Brain Gauge is the culmination of decades of research into the functional and physiological architecture of the somatosensory system. The technology can not only detect the mildest TBI or concussion, but track more severe injuries and reveal the functional areas that need greater rehabilitation.  Dr. Mark Tommerdahl, professor of biomedical engineering at University of North Carolina - Chapel Hill and co-founder of Cortical Metrics, build the first prototypes over 10 years ago.  Studies in high school athletes have shown Brain Gauge detects even concussions that elude standard protocols.     

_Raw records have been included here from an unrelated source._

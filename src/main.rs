//! MedAI Clerk marketing site server
//!
//! Entry point: loads configuration, sets up logging and serves the site.

use mimalloc::MiMalloc;

/// Global allocator for improved performance (M-MIMALLOC-APPS).
#[global_allocator]
static GLOBAL: MiMalloc = MiMalloc;

use std::sync::Arc;

use dotenvy::dotenv;
use tracing::info;
use tracing_subscriber::{EnvFilter, fmt, layer::SubscriberExt, util::SubscriberInitExt};

use medai_clerk_web::config::AppConfig;
use medai_clerk_web::error::AppError;
use medai_clerk_web::server;

#[tokio::main]
async fn main() -> anyhow::Result<()> {
    // Load .env (if present) before anything reads the environment
    let _ = dotenv();

    // Initialize tracing (M-LOG-STRUCTURED)
    let filter = EnvFilter::try_from_default_env().unwrap_or_else(|_| EnvFilter::new("info"));
    let json = std::env::var("LOG_FORMAT").is_ok_and(|v| v.eq_ignore_ascii_case("json"));
    let registry = tracing_subscriber::registry().with(filter);
    if json {
        registry.with(fmt::layer().json().with_target(true)).init();
    } else {
        registry.with(fmt::layer().with_target(true)).init();
    }

    // Help, version and usage errors print and exit with clap's own status
    let config = match AppConfig::load() {
        Ok(config) => Arc::new(config),
        Err(AppError::Cli(e)) => e.exit(),
        Err(e) => return Err(e.into()),
    };

    info!(
        name: "config.loaded",
        address = %config.bind_address(),
        base_url = %config.site.base_url,
        static_dir = %config.server.static_dir.display(),
        "Configuration loaded"
    );

    server::start_server(config).await?;
    Ok(())
}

Working with Cortical Metrics, the Office of Naval Research, and the US Army, we expect to enroll Brain Gauge in multi-center clinical trials and obtain FDA approval for detection of mild TBI by 2020.  The deliverable will be a fieldable mild TBI screening device that gauges sub-cognitive functions of the somatosensory cortex to enable in-theater brain health testing. The existing version of the device can reliably detect and track mTBI, and even distinguish injury from other battlefield-related symptoms such as stress and fatigue (visit Cortical Metrics for more information). The fully-manufactured product will be inexpensive, compact, rugged, and simple to use with rapid (< 10 min) and engaging tests. The product output will be quantitative for immediate “Go/No-Go” decisions.